Abstract

Solitary bone cysts in the calcaneus (calcaneal bone cysts) are often asymptomatic. Pathological fractures are rare, and few reports are available concerning its risk assessment. Therefore, the indication for operative interventions remains debatable, and further discussion on the treatment of symptomatic cysts and pathological fractures in calcaneal bone cysts is necessary. Clinical data of 21 patients with calcaneal bone cysts (16 men and five women) was retrospectively reviewed. The average age was 13.3 (range, 7-23) years. Clinical data, such as concerning symptoms, radiological findings, pathological findings and outcomes, were investigated, and the pathogenesis of symptomatic cysts was studied.
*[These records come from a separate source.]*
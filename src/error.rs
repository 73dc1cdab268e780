//! Error types for crease.
//!
//! This module defines all error types used throughout the library.
//!
//! Input errors (a file that cannot be loaded, an unsupported format) are
//! ordinary recoverable failures. Topology errors (`InvalidVertexIndex`,
//! `DegenerateFace`, `NonManifoldEdge`) indicate broken input data or a
//! programming error; construction aborts before any partially-built mesh
//! state can escape, because downstream GPU buffers would be sized and
//! interpreted incorrectly.

use std::path::PathBuf;
use thiserror::Error;

/// Result type alias using [`MeshError`].
pub type Result<T> = std::result::Result<T, MeshError>;

/// Errors that can occur during mesh operations.
#[derive(Error, Debug)]
pub enum MeshError {
    /// The mesh has no faces.
    #[error("mesh has no faces")]
    EmptyMesh,

    /// A face references a vertex index outside the vertex array.
    #[error("face {face} references invalid vertex index {vertex}")]
    InvalidVertexIndex {
        /// The face index.
        face: usize,
        /// The invalid vertex index.
        vertex: usize,
    },

    /// A face has duplicate vertex indices.
    #[error("face {face} is degenerate (has duplicate vertices)")]
    DegenerateFace {
        /// The face index.
        face: usize,
    },

    /// An edge has more than two incident faces.
    #[error("edge ({v0}, {v1}) has more than two incident faces")]
    NonManifoldEdge {
        /// First vertex of the edge.
        v0: u32,
        /// Second vertex of the edge.
        v1: u32,
    },

    /// No edge connects the given pair of vertices.
    #[error("no edge connects vertices {v0} and {v1}")]
    NoSuchEdge {
        /// First vertex of the requested edge.
        v0: u32,
        /// Second vertex of the requested edge.
        v1: u32,
    },

    /// File I/O error.
    #[error("I/O error: {0}")]
    Io(#[from] std::io::Error),

    /// Error loading mesh from file.
    #[error("failed to load mesh from {path}: {message}")]
    LoadError {
        /// The file path.
        path: PathBuf,
        /// Error message.
        message: String,
    },

    /// Unsupported file format.
    #[error("unsupported file format: {extension}")]
    UnsupportedFormat {
        /// The file extension.
        extension: String,
    },
}
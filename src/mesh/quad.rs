//! Quad mesh representation and triangle-to-quad conversion.
//!
//! Catmull-Clark operates on quad faces. A triangle mesh enters the
//! pipeline through [`triangles_to_quads`], which splits every triangle
//! around its centroid into three quads. Hand-authored quad meshes skip
//! the conversion and are wrapped directly with [`QuadMesh::from_faces`].

use std::collections::HashMap;

use nalgebra::Point3;

use crate::error::{MeshError, Result};
use crate::mesh::{EdgeKey, TriangleMesh};

/// A mesh whose faces are all quadrilaterals.
///
/// Faces are stored in consistent winding order: consecutive vertex pairs
/// (wrapping) are the face's four boundary edges.
#[derive(Debug, Clone)]
pub struct QuadMesh {
    /// Vertex positions.
    pub positions: Vec<Point3<f32>>,

    /// Quad faces as vertex index 4-tuples.
    pub faces: Vec<[u32; 4]>,
}

impl QuadMesh {
    /// Wrap an already-quad face list, validating indices.
    ///
    /// # Errors
    /// Returns [`MeshError::EmptyMesh`], [`MeshError::InvalidVertexIndex`]
    /// or [`MeshError::DegenerateFace`] on invalid input.
    pub fn from_faces(positions: Vec<Point3<f32>>, faces: Vec<[u32; 4]>) -> Result<Self> {
        if faces.is_empty() {
            return Err(MeshError::EmptyMesh);
        }

        for (fi, face) in faces.iter().enumerate() {
            for &vi in face {
                if vi as usize >= positions.len() {
                    return Err(MeshError::InvalidVertexIndex {
                        face: fi,
                        vertex: vi as usize,
                    });
                }
            }
            // All four corners must be distinct, including the diagonals.
            if face[0] == face[1]
                || face[1] == face[2]
                || face[2] == face[3]
                || face[3] == face[0]
                || face[0] == face[2]
                || face[1] == face[3]
            {
                return Err(MeshError::DegenerateFace { face: fi });
            }
        }

        Ok(Self { positions, faces })
    }

    /// Number of vertices.
    pub fn vertex_count(&self) -> usize {
        self.positions.len()
    }

    /// Number of quad faces.
    pub fn face_count(&self) -> usize {
        self.faces.len()
    }
}

/// Convert a triangle mesh into the initial Catmull-Clark quad control mesh.
///
/// Every triangle `(a, b, c)` gains a centroid vertex and a midpoint vertex
/// per edge, then splits into three quads around the centroid:
///
/// ```text
/// (a, mab, f, mca)  (b, mbc, f, mab)  (c, mca, f, mbc)
/// ```
///
/// Midpoint vertices are created once per unique undirected edge and shared
/// between adjacent triangles, so the conversion introduces no seams. The
/// original vertices keep their indices; centroids and midpoints are
/// appended after them in discovery order.
///
/// The output has exactly `3T` faces and `V + T + E` vertices, where `E` is
/// the number of unique edges in the triangulation.
///
/// # Example
/// ```
/// use crease::mesh::{octahedron, triangles_to_quads};
///
/// let quads = triangles_to_quads(&octahedron()).unwrap();
/// assert_eq!(quads.face_count(), 24); // 3 * 8
/// assert_eq!(quads.vertex_count(), 26); // 6 + 8 + 12
/// ```
pub fn triangles_to_quads(mesh: &TriangleMesh) -> Result<QuadMesh> {
    if mesh.indices.is_empty() {
        return Err(MeshError::EmptyMesh);
    }

    let mut positions = mesh.positions.clone();
    let mut faces = Vec::with_capacity(mesh.indices.len() * 3);
    let mut midpoints: HashMap<EdgeKey, u32> = HashMap::new();

    for (fi, &[a, b, c]) in mesh.indices.iter().enumerate() {
        for &vi in &[a, b, c] {
            if vi as usize >= mesh.positions.len() {
                return Err(MeshError::InvalidVertexIndex {
                    face: fi,
                    vertex: vi as usize,
                });
            }
        }

        let pa = mesh.positions[a as usize];
        let pb = mesh.positions[b as usize];
        let pc = mesh.positions[c as usize];

        let centroid = Point3::from((pa.coords + pb.coords + pc.coords) / 3.0);
        let f = positions.len() as u32;
        positions.push(centroid);

        let mut midpoint = |u: u32, v: u32| -> u32 {
            *midpoints.entry(EdgeKey::new(u, v)).or_insert_with(|| {
                let mid = (mesh.positions[u as usize].coords
                    + mesh.positions[v as usize].coords)
                    * 0.5;
                positions.push(Point3::from(mid));
                (positions.len() - 1) as u32
            })
        };

        let mab = midpoint(a, b);
        let mbc = midpoint(b, c);
        let mca = midpoint(c, a);

        faces.push([a, mab, f, mca]);
        faces.push([b, mbc, f, mab]);
        faces.push([c, mca, f, mbc]);
    }

    Ok(QuadMesh { positions, faces })
}

#[cfg(test)]
mod tests {
    use super::*;
    use crate::mesh::{cube, octahedron, tetrahedron};

    #[test]
    fn test_single_triangle() {
        let mesh = TriangleMesh::new(
            vec![
                Point3::new(0.0, 0.0, 0.0),
                Point3::new(1.0, 0.0, 0.0),
                Point3::new(0.5, 1.0, 0.0),
            ],
            vec![[0, 1, 2]],
        )
        .unwrap();

        let quads = triangles_to_quads(&mesh).unwrap();
        // 3 original + 1 centroid + 3 midpoints.
        assert_eq!(quads.vertex_count(), 7);
        assert_eq!(quads.face_count(), 3);

        // Centroid vertex directly follows the originals.
        let centroid = quads.positions[3];
        assert!((centroid - Point3::new(0.5, 1.0 / 3.0, 0.0)).norm() < 1e-6);
    }

    #[test]
    fn test_midpoints_shared_between_triangles() {
        // Octahedron: 6 vertices, 8 faces, 12 unique edges. Shared midpoints
        // mean 12 midpoint vertices, not 24.
        let quads = triangles_to_quads(&octahedron()).unwrap();
        assert_eq!(quads.face_count(), 24);
        assert_eq!(quads.vertex_count(), 6 + 8 + 12);
    }

    #[test]
    fn test_face_count_triples() {
        for mesh in [tetrahedron(), octahedron(), cube()] {
            let quads = triangles_to_quads(&mesh).unwrap();
            assert_eq!(quads.face_count(), mesh.triangle_count() * 3);
        }
    }

    #[test]
    fn test_cube_vertex_count() {
        // 8 vertices, 12 triangles, 18 unique edges.
        let quads = triangles_to_quads(&cube()).unwrap();
        assert_eq!(quads.vertex_count(), 8 + 12 + 18);
    }

    #[test]
    fn test_originals_keep_their_indices() {
        let mesh = octahedron();
        let quads = triangles_to_quads(&mesh).unwrap();
        for (i, p) in mesh.positions.iter().enumerate() {
            assert_eq!(quads.positions[i], *p);
        }
    }

    #[test]
    fn test_from_faces_rejects_degenerate_diagonal() {
        let positions = vec![
            Point3::new(0.0, 0.0, 0.0),
            Point3::new(1.0, 0.0, 0.0),
            Point3::new(1.0, 1.0, 0.0),
            Point3::new(0.0, 1.0, 0.0),
        ];
        let result = QuadMesh::from_faces(positions, vec![[0, 1, 0, 3]]);
        assert!(matches!(result, Err(MeshError::DegenerateFace { face: 0 })));
    }

    #[test]
    fn test_from_faces_rejects_out_of_range() {
        let positions = vec![Point3::new(0.0, 0.0, 0.0)];
        let result = QuadMesh::from_faces(positions, vec![[0, 1, 2, 3]]);
        assert!(matches!(result, Err(MeshError::InvalidVertexIndex { .. })));
    }
}
//! Triangle mesh input representation.
//!
//! [`TriangleMesh`] is the face-vertex form consumed by the subdivision
//! pipeline: raw positions plus a triangle index list, as produced by the
//! glTF loader or the built-in shape generators. Normals are carried along
//! when present but the topology pipeline never reads them.

use nalgebra::{Point3, Vector3};

use crate::error::{MeshError, Result};

/// A triangle mesh in face-vertex form.
///
/// # Example
/// ```
/// use crease::mesh::TriangleMesh;
/// use nalgebra::Point3;
///
/// let positions = vec![
///     Point3::new(0.0, 0.0, 0.0),
///     Point3::new(1.0, 0.0, 0.0),
///     Point3::new(0.5, 1.0, 0.0),
/// ];
/// let mesh = TriangleMesh::new(positions, vec![[0, 1, 2]]).unwrap();
/// assert_eq!(mesh.vertex_count(), 3);
/// assert_eq!(mesh.triangle_count(), 1);
/// ```
#[derive(Debug, Clone)]
pub struct TriangleMesh {
    /// Vertex positions.
    pub positions: Vec<Point3<f32>>,

    /// Per-vertex normals, if the source provided them. Carried through
    /// welding but not used by the topology pipeline.
    pub normals: Option<Vec<Vector3<f32>>>,

    /// Triangle faces as vertex index triples.
    pub indices: Vec<[u32; 3]>,
}

impl TriangleMesh {
    /// Create a triangle mesh, validating the index list.
    ///
    /// # Errors
    /// Returns [`MeshError::EmptyMesh`] if there are no faces,
    /// [`MeshError::InvalidVertexIndex`] for an out-of-range index, and
    /// [`MeshError::DegenerateFace`] for a face with repeated vertices.
    pub fn new(positions: Vec<Point3<f32>>, indices: Vec<[u32; 3]>) -> Result<Self> {
        if indices.is_empty() {
            return Err(MeshError::EmptyMesh);
        }

        for (fi, face) in indices.iter().enumerate() {
            for &vi in face {
                if vi as usize >= positions.len() {
                    return Err(MeshError::InvalidVertexIndex {
                        face: fi,
                        vertex: vi as usize,
                    });
                }
            }
            if face[0] == face[1] || face[1] == face[2] || face[0] == face[2] {
                return Err(MeshError::DegenerateFace { face: fi });
            }
        }

        Ok(Self {
            positions,
            normals: None,
            indices,
        })
    }

    /// Attach per-vertex normals. Ignored unless the count matches the
    /// vertex count.
    pub fn with_normals(mut self, normals: Vec<Vector3<f32>>) -> Self {
        if normals.len() == self.positions.len() {
            self.normals = Some(normals);
        }
        self
    }

    /// Number of vertices.
    pub fn vertex_count(&self) -> usize {
        self.positions.len()
    }

    /// Number of triangle faces.
    pub fn triangle_count(&self) -> usize {
        self.indices.len()
    }

    /// Axis-aligned bounding box, or `None` for an empty vertex set.
    pub fn bounding_box(&self) -> Option<(Point3<f32>, Point3<f32>)> {
        let first = *self.positions.first()?;
        let mut min = first;
        let mut max = first;
        for p in &self.positions[1..] {
            min = Point3::new(min.x.min(p.x), min.y.min(p.y), min.z.min(p.z));
            max = Point3::new(max.x.max(p.x), max.y.max(p.y), max.z.max(p.z));
        }
        Some((min, max))
    }
}

#[cfg(test)]
mod tests {
    use super::*;

    #[test]
    fn test_invalid_vertex_index() {
        let positions = vec![Point3::new(0.0, 0.0, 0.0)];
        let result = TriangleMesh::new(positions, vec![[0, 1, 2]]);
        assert!(matches!(
            result,
            Err(MeshError::InvalidVertexIndex { face: 0, vertex: 1 })
        ));
    }

    #[test]
    fn test_degenerate_face() {
        let positions = vec![
            Point3::new(0.0, 0.0, 0.0),
            Point3::new(1.0, 0.0, 0.0),
            Point3::new(0.5, 1.0, 0.0),
        ];
        let result = TriangleMesh::new(positions, vec![[0, 0, 2]]);
        assert!(matches!(result, Err(MeshError::DegenerateFace { face: 0 })));
    }

    #[test]
    fn test_empty_mesh() {
        let result = TriangleMesh::new(vec![], vec![]);
        assert!(matches!(result, Err(MeshError::EmptyMesh)));
    }

    #[test]
    fn test_bounding_box() {
        let positions = vec![
            Point3::new(-1.0, 0.0, 2.0),
            Point3::new(1.0, -3.0, 0.0),
            Point3::new(0.0, 1.0, -2.0),
        ];
        let mesh = TriangleMesh::new(positions, vec![[0, 1, 2]]).unwrap();
        let (min, max) = mesh.bounding_box().unwrap();
        assert_eq!(min, Point3::new(-1.0, -3.0, -2.0));
        assert_eq!(max, Point3::new(1.0, 1.0, 2.0));
    }

    #[test]
    fn test_normals_length_mismatch_ignored() {
        let positions = vec![
            Point3::new(0.0, 0.0, 0.0),
            Point3::new(1.0, 0.0, 0.0),
            Point3::new(0.5, 1.0, 0.0),
        ];
        let mesh = TriangleMesh::new(positions, vec![[0, 1, 2]])
            .unwrap()
            .with_normals(vec![Vector3::new(0.0, 1.0, 0.0)]);
        assert!(mesh.normals.is_none());
    }
}
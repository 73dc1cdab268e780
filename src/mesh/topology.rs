//! Quad mesh connectivity tables.
//!
//! This module derives the full adjacency structure of a quad face list:
//! the unique edge list, edge-to-face incidence, face-to-edge indices, and
//! per-vertex face/edge membership. Everything is flat and index-based —
//! counts plus concatenated index runs instead of lists-of-lists, matching
//! the layout parallel GPU kernels consume directly. There are no pointer
//! graphs; an edge is a value ([`EdgeKey`]) and every relation is an
//! integer id into a flat array.
//!
//! Tables are rebuilt from scratch for every subdivision level; nothing is
//! updated incrementally.

use std::collections::HashMap;

use crate::error::{MeshError, Result};

/// Sentinel face id marking the empty slot of a boundary edge's face pair.
pub const NO_FACE: u32 = u32::MAX;

/// A canonical undirected edge: an ordered pair of vertex indices with the
/// smaller index first, so `(a, b)` and `(b, a)` hash and compare equal.
#[derive(Debug, Copy, Clone, PartialEq, Eq, PartialOrd, Ord, Hash)]
pub struct EdgeKey {
    a: u32,
    b: u32,
}

impl EdgeKey {
    /// Canonicalize an edge from its two endpoints, in either order.
    pub fn new(u: u32, v: u32) -> Self {
        if u < v {
            Self { a: u, b: v }
        } else {
            Self { a: v, b: u }
        }
    }

    /// The endpoints, smaller index first.
    pub fn endpoints(self) -> [u32; 2] {
        [self.a, self.b]
    }
}

/// Complete adjacency tables for one quad mesh level.
///
/// All arrays use `u32` ids. The `*_counts`/`*_indices` pairs are flattened
/// adjacency lists: entity `v` owns a contiguous run of `counts[v]` entries
/// inside `indices`, at the offset given by the prefix sum of the counts
/// before it.
#[derive(Debug, Clone)]
pub struct Topology {
    /// Unique undirected edges as `[min_vertex, max_vertex]`, in first-seen
    /// order (face id ascending, then within-face edge order).
    pub edges: Vec<[u32; 2]>,

    /// Per edge, the two incident face ids. The first visiting face fills
    /// slot 0, the second slot 1; boundary edges keep [`NO_FACE`] in slot 1.
    pub edge_faces: Vec<[u32; 2]>,

    /// Per face, its four edge ids in the same cyclic order as the face's
    /// vertices.
    pub face_edges: Vec<[u32; 4]>,

    /// Number of faces incident to each vertex.
    pub vertex_face_counts: Vec<u32>,

    /// Concatenated per-vertex face id runs (see [`Topology::vertex_faces`]).
    pub vertex_face_indices: Vec<u32>,

    /// Number of edges incident to each vertex.
    pub vertex_edge_counts: Vec<u32>,

    /// Concatenated per-vertex edge id runs (see [`Topology::vertex_edges`]).
    pub vertex_edge_indices: Vec<u32>,

    // Prefix sums over the counts (length V + 1), kept for O(1) run access.
    vertex_face_offsets: Vec<u32>,
    vertex_edge_offsets: Vec<u32>,
}

impl Topology {
    /// Build the full adjacency table set for a quad face list.
    ///
    /// Edge ids are assigned in first-seen order during face iteration, so
    /// the output is deterministic for a fixed face list.
    ///
    /// # Errors
    /// Fails fast on broken input rather than producing tables a GPU kernel
    /// would mis-index: [`MeshError::InvalidVertexIndex`] for an
    /// out-of-range vertex, [`MeshError::DegenerateFace`] for a face
    /// without four distinct vertices, and [`MeshError::NonManifoldEdge`]
    /// if a third face visits an edge.
    pub fn build(vertex_count: usize, faces: &[[u32; 4]]) -> Result<Self> {
        let mut edges: Vec<[u32; 2]> = Vec::new();
        let mut edge_faces: Vec<[u32; 2]> = Vec::new();
        let mut face_edges: Vec<[u32; 4]> = Vec::with_capacity(faces.len());
        let mut edge_ids: HashMap<EdgeKey, u32> = HashMap::new();

        // Temporary lists-of-lists, flattened once at the end.
        let mut vertex_faces: Vec<Vec<u32>> = vec![Vec::new(); vertex_count];
        let mut vertex_edges: Vec<Vec<u32>> = vec![Vec::new(); vertex_count];

        for (fi, face) in faces.iter().enumerate() {
            for &vi in face {
                if vi as usize >= vertex_count {
                    return Err(MeshError::InvalidVertexIndex {
                        face: fi,
                        vertex: vi as usize,
                    });
                }
            }
            if face[0] == face[1]
                || face[1] == face[2]
                || face[2] == face[3]
                || face[3] == face[0]
                || face[0] == face[2]
                || face[1] == face[3]
            {
                return Err(MeshError::DegenerateFace { face: fi });
            }

            let mut fe = [0u32; 4];
            for i in 0..4 {
                let key = EdgeKey::new(face[i], face[(i + 1) & 3]);
                let eid = *edge_ids.entry(key).or_insert_with(|| {
                    let eid = edges.len() as u32;
                    edges.push(key.endpoints());
                    edge_faces.push([NO_FACE, NO_FACE]);
                    eid
                });

                let slots = &mut edge_faces[eid as usize];
                if slots[0] == NO_FACE {
                    slots[0] = fi as u32;
                } else if slots[1] == NO_FACE {
                    slots[1] = fi as u32;
                } else {
                    let [v0, v1] = key.endpoints();
                    return Err(MeshError::NonManifoldEdge { v0, v1 });
                }

                fe[i] = eid;
            }
            face_edges.push(fe);

            for &vi in face {
                vertex_faces[vi as usize].push(fi as u32);
            }
        }

        for (eid, &[v0, v1]) in edges.iter().enumerate() {
            vertex_edges[v0 as usize].push(eid as u32);
            vertex_edges[v1 as usize].push(eid as u32);
        }

        let (vertex_face_counts, vertex_face_indices, vertex_face_offsets) =
            flatten(&vertex_faces);
        let (vertex_edge_counts, vertex_edge_indices, vertex_edge_offsets) =
            flatten(&vertex_edges);

        Ok(Self {
            edges,
            edge_faces,
            face_edges,
            vertex_face_counts,
            vertex_face_indices,
            vertex_edge_counts,
            vertex_edge_indices,
            vertex_face_offsets,
            vertex_edge_offsets,
        })
    }

    /// Number of vertices the tables were built for.
    pub fn vertex_count(&self) -> usize {
        self.vertex_face_counts.len()
    }

    /// Number of unique edges.
    pub fn edge_count(&self) -> usize {
        self.edges.len()
    }

    /// Number of quad faces.
    pub fn face_count(&self) -> usize {
        self.face_edges.len()
    }

    /// The ids of the faces touching vertex `v`.
    pub fn vertex_faces(&self, v: u32) -> &[u32] {
        let lo = self.vertex_face_offsets[v as usize] as usize;
        let hi = self.vertex_face_offsets[v as usize + 1] as usize;
        &self.vertex_face_indices[lo..hi]
    }

    /// The ids of the edges touching vertex `v`.
    pub fn vertex_edges(&self, v: u32) -> &[u32] {
        let lo = self.vertex_edge_offsets[v as usize] as usize;
        let hi = self.vertex_edge_offsets[v as usize + 1] as usize;
        &self.vertex_edge_indices[lo..hi]
    }

    /// Whether edge `e` has only one incident face.
    pub fn is_boundary_edge(&self, e: u32) -> bool {
        self.edge_faces[e as usize][1] == NO_FACE
    }

    /// Number of boundary edges.
    pub fn boundary_edge_count(&self) -> usize {
        (0..self.edge_count() as u32)
            .filter(|&e| self.is_boundary_edge(e))
            .count()
    }

    /// Find the id of the edge connecting `v0` and `v1`, in either order.
    ///
    /// Linear in the edge count; meant for occasional lookups such as
    /// crease tagging, not inner loops.
    pub fn find_edge(&self, v0: u32, v1: u32) -> Option<u32> {
        let key = EdgeKey::new(v0, v1).endpoints();
        self.edges.iter().position(|&e| e == key).map(|i| i as u32)
    }
}

/// Flatten per-entity lists into (counts, concatenated indices, offsets).
fn flatten(lists: &[Vec<u32>]) -> (Vec<u32>, Vec<u32>, Vec<u32>) {
    let total: usize = lists.iter().map(Vec::len).sum();
    let mut counts = Vec::with_capacity(lists.len());
    let mut indices = Vec::with_capacity(total);
    let mut offsets = Vec::with_capacity(lists.len() + 1);

    offsets.push(0u32);
    for list in lists {
        counts.push(list.len() as u32);
        indices.extend_from_slice(list);
        offsets.push(indices.len() as u32);
    }

    (counts, indices, offsets)
}

#[cfg(test)]
mod tests {
    use super::*;

    /// A cube as six quad faces.
    fn quad_cube() -> (usize, Vec<[u32; 4]>) {
        let faces = vec![
            [0, 3, 2, 1], // bottom
            [4, 5, 6, 7], // top
            [0, 1, 5, 4], // front
            [2, 3, 7, 6], // back
            [0, 4, 7, 3], // left
            [1, 2, 6, 5], // right
        ];
        (8, faces)
    }

    #[test]
    fn test_quad_cube_counts() {
        let (n, faces) = quad_cube();
        let topo = Topology::build(n, &faces).unwrap();

        assert_eq!(topo.edge_count(), 12);
        assert_eq!(topo.face_count(), 6);
        assert_eq!(topo.boundary_edge_count(), 0);

        // Every cube vertex touches 3 faces and 3 edges.
        for v in 0..8 {
            assert_eq!(topo.vertex_faces(v).len(), 3);
            assert_eq!(topo.vertex_edges(v).len(), 3);
        }

        // Each quad contributes one membership entry per corner.
        let total: u32 = topo.vertex_face_counts.iter().sum();
        assert_eq!(total as usize, 4 * topo.face_count());
    }

    #[test]
    fn test_face_edge_duality() {
        let (n, faces) = quad_cube();
        let topo = Topology::build(n, &faces).unwrap();

        for (fi, fe) in topo.face_edges.iter().enumerate() {
            for &e in fe {
                let pair = topo.edge_faces[e as usize];
                assert!(
                    pair.contains(&(fi as u32)),
                    "edge {} does not list face {}",
                    e,
                    fi
                );
            }
        }
    }

    #[test]
    fn test_vertex_edge_membership() {
        let (n, faces) = quad_cube();
        let topo = Topology::build(n, &faces).unwrap();

        for (eid, &[v0, v1]) in topo.edges.iter().enumerate() {
            assert!(topo.vertex_edges(v0).contains(&(eid as u32)));
            assert!(topo.vertex_edges(v1).contains(&(eid as u32)));
        }
    }

    #[test]
    fn test_face_edges_follow_winding() {
        let (n, faces) = quad_cube();
        let topo = Topology::build(n, &faces).unwrap();

        for (fi, face) in faces.iter().enumerate() {
            for i in 0..4 {
                let expected = EdgeKey::new(face[i], face[(i + 1) & 3]).endpoints();
                let eid = topo.face_edges[fi][i];
                assert_eq!(topo.edges[eid as usize], expected);
            }
        }
    }

    #[test]
    fn test_edge_ids_first_seen_order() {
        let (n, faces) = quad_cube();
        let topo = Topology::build(n, &faces).unwrap();

        // Face 0's edges must occupy ids 0..4 in within-face order.
        assert_eq!(topo.face_edges[0], [0, 1, 2, 3]);
        assert_eq!(topo.edges[0], EdgeKey::new(0, 3).endpoints());
        assert_eq!(topo.edges[1], EdgeKey::new(3, 2).endpoints());
    }

    #[test]
    fn test_boundary_edges_single_quad() {
        let topo = Topology::build(4, &[[0, 1, 2, 3]]).unwrap();

        assert_eq!(topo.edge_count(), 4);
        assert_eq!(topo.boundary_edge_count(), 4);
        for pair in &topo.edge_faces {
            assert_eq!(pair[0], 0);
            assert_eq!(pair[1], NO_FACE);
        }
    }

    #[test]
    fn test_shared_edge_two_quads() {
        let faces = vec![[0, 1, 2, 3], [1, 4, 5, 2]];
        let topo = Topology::build(6, &faces).unwrap();

        assert_eq!(topo.edge_count(), 7);
        assert_eq!(topo.boundary_edge_count(), 6);

        let shared = topo.find_edge(1, 2).unwrap();
        assert_eq!(topo.edge_faces[shared as usize], [0, 1]);
    }

    #[test]
    fn test_non_manifold_edge_rejected() {
        // Three quads all sharing the (0, 1) edge.
        let faces = vec![[0, 1, 2, 3], [1, 0, 4, 5], [0, 1, 6, 7]];
        let result = Topology::build(8, &faces);
        assert!(matches!(
            result,
            Err(MeshError::NonManifoldEdge { v0: 0, v1: 1 })
        ));
    }

    #[test]
    fn test_out_of_range_vertex_rejected() {
        let result = Topology::build(3, &[[0, 1, 2, 3]]);
        assert!(matches!(
            result,
            Err(MeshError::InvalidVertexIndex { face: 0, vertex: 3 })
        ));
    }

    #[test]
    fn test_degenerate_face_rejected() {
        let result = Topology::build(4, &[[0, 1, 0, 3]]);
        assert!(matches!(result, Err(MeshError::DegenerateFace { face: 0 })));
    }

    #[test]
    fn test_edge_key_canonical() {
        assert_eq!(EdgeKey::new(5, 2), EdgeKey::new(2, 5));
        assert_eq!(EdgeKey::new(5, 2).endpoints(), [2, 5]);
    }
}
Thirteen cysts were symptomatic, and eight were incidentally discovered. Computed tomography revealed no fracture in 12 cases, microfracture in eight and complete fracture in one. The areas under the curves of the receiver operating characteristic curves calculated to establish an association between cyst size and symptoms and cyst size and pathological fractures (microfracture and complete fracture) were 0.78 and 0.71, respectively. Symptomatic cysts and pathological fractures were associated with the cyst ratio (cyst size/calcaneus ≥ 0.20). On magnetic resonance imaging (MRI), fluid levels were observed in 11 of 21 (52%) patients. At the time of surgery, blood from the haemorrhage was aspirated from 15 of 21 (71%) cysts. Orthopaedic surgeons should be aware that the cyst ratio is associated with clinical symptoms and pathological fractures. MRI and gross findings revealed haemorrhage in the cystic fluid. In calcaneal bone cysts, repeated microfractures and spontaneous healing might occur.